I suspect by then, when I’m evicted, I’ll be in dire need of a drink.

I barely hang up before Todd calls.

“First, Happy Birthday. Second — interviews? Resumes? What’s the score?” If Todd wasn’t a well-meaning relative, he might just fall into the category of stalker. “Have you written to any of the people you met at the career fair like I told you to?”

“Todd, it’s my birthday. I am not sending out resumes on my birthday.”

“Jane!” he scolds. He’s more stressed about me being out of work than I am.

“Todd,”
I scold back.

“You can’t just sit back in this economy and think employers are going to come court you,” he says.

When I don’t say anything, he adds, “You have to take this job hunt seriously.”

“I am, Todd. Believe me, I am.”

“OK, then, how many resumes have you sent out?”

“Fifty,” I say, which is true. I don’t mention that this number includes the resumes I sent to the Barnum & Bailey Circus, Hershey’s Chocolate factory, and NASA.

“Well,” Todd says, momentarily taken aback by my efficiency. “Maybe you need to network more. You know that 99 percent of jobs are never advertised.”

“You’ve mentioned that before.” Only about a hundred times. “Todd, maybe you want to be looking for another job.”

“What?”

“Well, you seem so consumed with my job search, maybe subconsciously you want to be looking for a job.”

“Me? No. I’ve got my own office with a door. If I went to work somewhere else, I’d have to start at the bottom, all over again.”

The thought of this, I can tell, makes my older brother shiver with fear. He’s always walked a straight line in one direction. In life, he never developed a reverse gear. Me, on the other hand, I spend half my time driving backward.

“So I’ll see you tonight?” Todd says. “I can’t pick you up, because I’ve got to work late.”

Todd is always so industrious. He’s always working late.

“Todd, don’t even pretend that you’re going to be late,” I say. Todd is physically incapable of getting anywhere late. He simply cannot do it. It’s like trying to make someone with an obsessive-compulsive disorder step on a crack in the sidewalk. If you held Todd and made him late, he’d start foaming at the mouth.

“Jane, if you really need a ride,” he says, relenting a bit.

“No, no, I don’t need your charity,” I joke.

“Jane, I’ll pick you up, all right?” Todd says. “I’ve just got to pick up Deena first.”

“Deena?”

“My girlfriend,” Todd says.

“Girlfriend — that sounds serious,” I say. Todd usually doesn’t add “friend” to the word “girl.” He generally just refers to the women he’s slept with as Girls. That girl, or this girl. “I went out last night with this girl,” he’ll say. He rarely even uses first names.

“Don’t even start,” Todd says.

“Forget about the ride. I’ll take the train.”

I don’t begrudge Todd’s attempts at helping me walk the straight and narrow path to financial solvency. I understand he’s doing it because he thinks it’s a good way to show he cares, and because he thinks he can run my life better than I can. I appreciate this, and see it for what it is, a show of brotherly affection. It is better than my dad, whose stoic, stubborn silence on the issue of my joblessness is proof of his disapproval. He hasn’t once asked me about the job search, except to drop heavy hints that I should move into a smaller apartment.

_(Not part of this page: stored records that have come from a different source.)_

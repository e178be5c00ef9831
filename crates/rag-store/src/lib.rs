//! rag-store - SQLite storage and indexes
//!
//! This crate provides the persistent chunk store with exact dense search
//! (plain, diversity and threshold modes) and the in-memory FTS5 lexical
//! index used by hybrid retrieval.

mod lexical;
mod schema;
mod similarity;
mod sqlite;

pub use lexical::FtsLexicalIndex;
pub use similarity::{cosine_similarity, maximal_marginal_relevance};
pub use sqlite::SqliteStore;

// Re-export schema for testing/migrations
pub use schema::SCHEMA;
//! rag-core - Core types and traits for the retrieval engine
//!
//! This crate provides the domain types, collaborator traits, configuration
//! and error handling shared by every other crate in the workspace.

pub mod config;
pub mod error;
pub mod traits;
pub mod types;

pub use config::*;
pub use error::{RagError, Result};
pub use traits::*;
pub use types::*;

I call my parents, trying to get a vibe about how open they’d be to me asking for a loan.

Dad’s first response is not a positive one.

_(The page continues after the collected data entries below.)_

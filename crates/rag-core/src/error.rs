//! Error types for the retrieval engine.

use std::time::Duration;

use thiserror::Error;

/// Result type alias using RagError.
pub type Result<T> = std::result::Result<T, RagError>;

/// Errors that can occur in the retrieval engine and its collaborators.
///
/// Retrieval sub-components recover from most of these locally and record a
/// `DegradedReason` instead; only the orchestrator boundary and startup code
/// return them to the caller.
#[derive(Error, Debug)]
pub enum RagError {
    /// Invalid argument provided.
    #[error("Invalid argument: {message}")]
    InvalidArgument { message: String },

    /// No chunks to build an index from.
    #[error("Empty corpus: {message}")]
    EmptyCorpus { message: String },

    /// Database error.
    #[error("Database error: {message}")]
    Database { message: String },

    /// Embedding model error.
    #[error("Embedding error: {message}")]
    Embedding { message: String },

    /// Relevance scoring model error.
    #[error("Scoring error: {message}")]
    Scoring { message: String },

    /// Text generation error.
    #[error("Generation error: {message}")]
    Generation { message: String },

    /// A collaborator did not answer in time.
    #[error("{operation} timed out after {}ms", .elapsed.as_millis())]
    Timeout {
        operation: &'static str,
        elapsed: Duration,
    },

    /// Chunking error.
    #[error("Chunking error: {message}")]
    Chunking { message: String },

    /// IO error.
    #[error("IO error: {0}")]
    Io(#[from] std::io::Error),

    /// Serialization error.
    #[error("Serialization error: {0}")]
    Serialization(#[from] serde_json::Error),

    /// Configuration error.
    #[error("Configuration error: {message}")]
    Config { message: String },
}

impl RagError {
    /// Create an invalid argument error.
    pub fn invalid_argument(message: impl Into<String>) -> Self {
        Self::InvalidArgument {
            message: message.into(),
        }
    }

    /// Create an empty corpus error.
    pub fn empty_corpus(message: impl Into<String>) -> Self {
        Self::EmptyCorpus {
            message: message.into(),
        }
    }

    /// Create a database error.
    pub fn database(message: impl Into<String>) -> Self {
        Self::Database {
            message: message.into(),
        }
    }

    /// Create an embedding error.
    pub fn embedding(message: impl Into<String>) -> Self {
        Self::Embedding {
            message: message.into(),
        }
    }

    /// Create a scoring error.
    pub fn scoring(message: impl Into<String>) -> Self {
        Self::Scoring {
            message: message.into(),
        }
    }

    /// Create a generation error.
    pub fn generation(message: impl Into<String>) -> Self {
        Self::Generation {
            message: message.into(),
        }
    }

    /// Create a timeout error.
    pub fn timeout(operation: &'static str, elapsed: Duration) -> Self {
        Self::Timeout { operation, elapsed }
    }

    /// Create a chunking error.
    pub fn chunking(message: impl Into<String>) -> Self {
        Self::Chunking {
            message: message.into(),
        }
    }

    /// Create a configuration error.
    pub fn config(message: impl Into<String>) -> Self {
        Self::Config {
            message: message.into(),
        }
    }

    /// Whether this error is a timeout.
    pub fn is_timeout(&self) -> bool {
        matches!(self, Self::Timeout { .. })
    }

    /// Stable error code for logs and CLI output.
    pub fn error_code(&self) -> &'static str {
        match self {
            Self::InvalidArgument { .. } => "INVALID_ARGUMENT",
            Self::EmptyCorpus { .. } => "EMPTY_CORPUS",
            Self::Database { .. } => "DATABASE_ERROR",
            Self::Embedding { .. } => "EMBEDDING_ERROR",
            Self::Scoring { .. } => "SCORING_ERROR",
            Self::Generation { .. } => "GENERATION_ERROR",
            Self::Timeout { .. } => "TIMEOUT",
            Self::Chunking { .. } => "CHUNKING_ERROR",
            Self::Io(_) => "IO_ERROR",
            Self::Serialization(_) => "SERIALIZATION_ERROR",
            Self::Config { .. } => "CONFIG_ERROR",
        }
    }
}

#[cfg(test)]
mod tests {
    use super::*;

    #[test]
    fn test_error_display() {
        let err = RagError::empty_corpus("no chunks stored");
        assert!(err.to_string().contains("no chunks stored"));

        let err = RagError::timeout("reranking", Duration::from_millis(1500));
        assert_eq!(err.to_string(), "reranking timed out after 1500ms");
    }

    #[test]
    fn test_error_codes() {
        assert_eq!(RagError::empty_corpus("x").error_code(), "EMPTY_CORPUS");
        assert_eq!(RagError::database("test").error_code(), "DATABASE_ERROR");
        assert!(RagError::timeout("generation", Duration::ZERO).is_timeout());
        assert!(!RagError::generation("boom").is_timeout());
    }
}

“So, are you eating lunch at your grand dining-room table? Must be a lot of echoes in that mansion of yours,” Dad says when I call that afternoon.

“I’m not eating lunch, Dad, it’s three in the afternoon,” I say.

“Well, since you don’t really have a schedule to keep, I figured you’d be eating at odd hours.”

“I eat at regular times,” I say.

Dad and I have nothing to say to each other, which is why Mom insists that we speak. She’s the one who’s always dragging Dad away from his Barcalounger and demanding that he “speak to his daughter.” It’s the same thing she used to do when I was a kid, and she’d demand that Dad spend quality time with Todd and me on Sundays. After enough nagging, Dad would take us into the office with him, so he could catch up on work, and we could run around making paperclip ropes.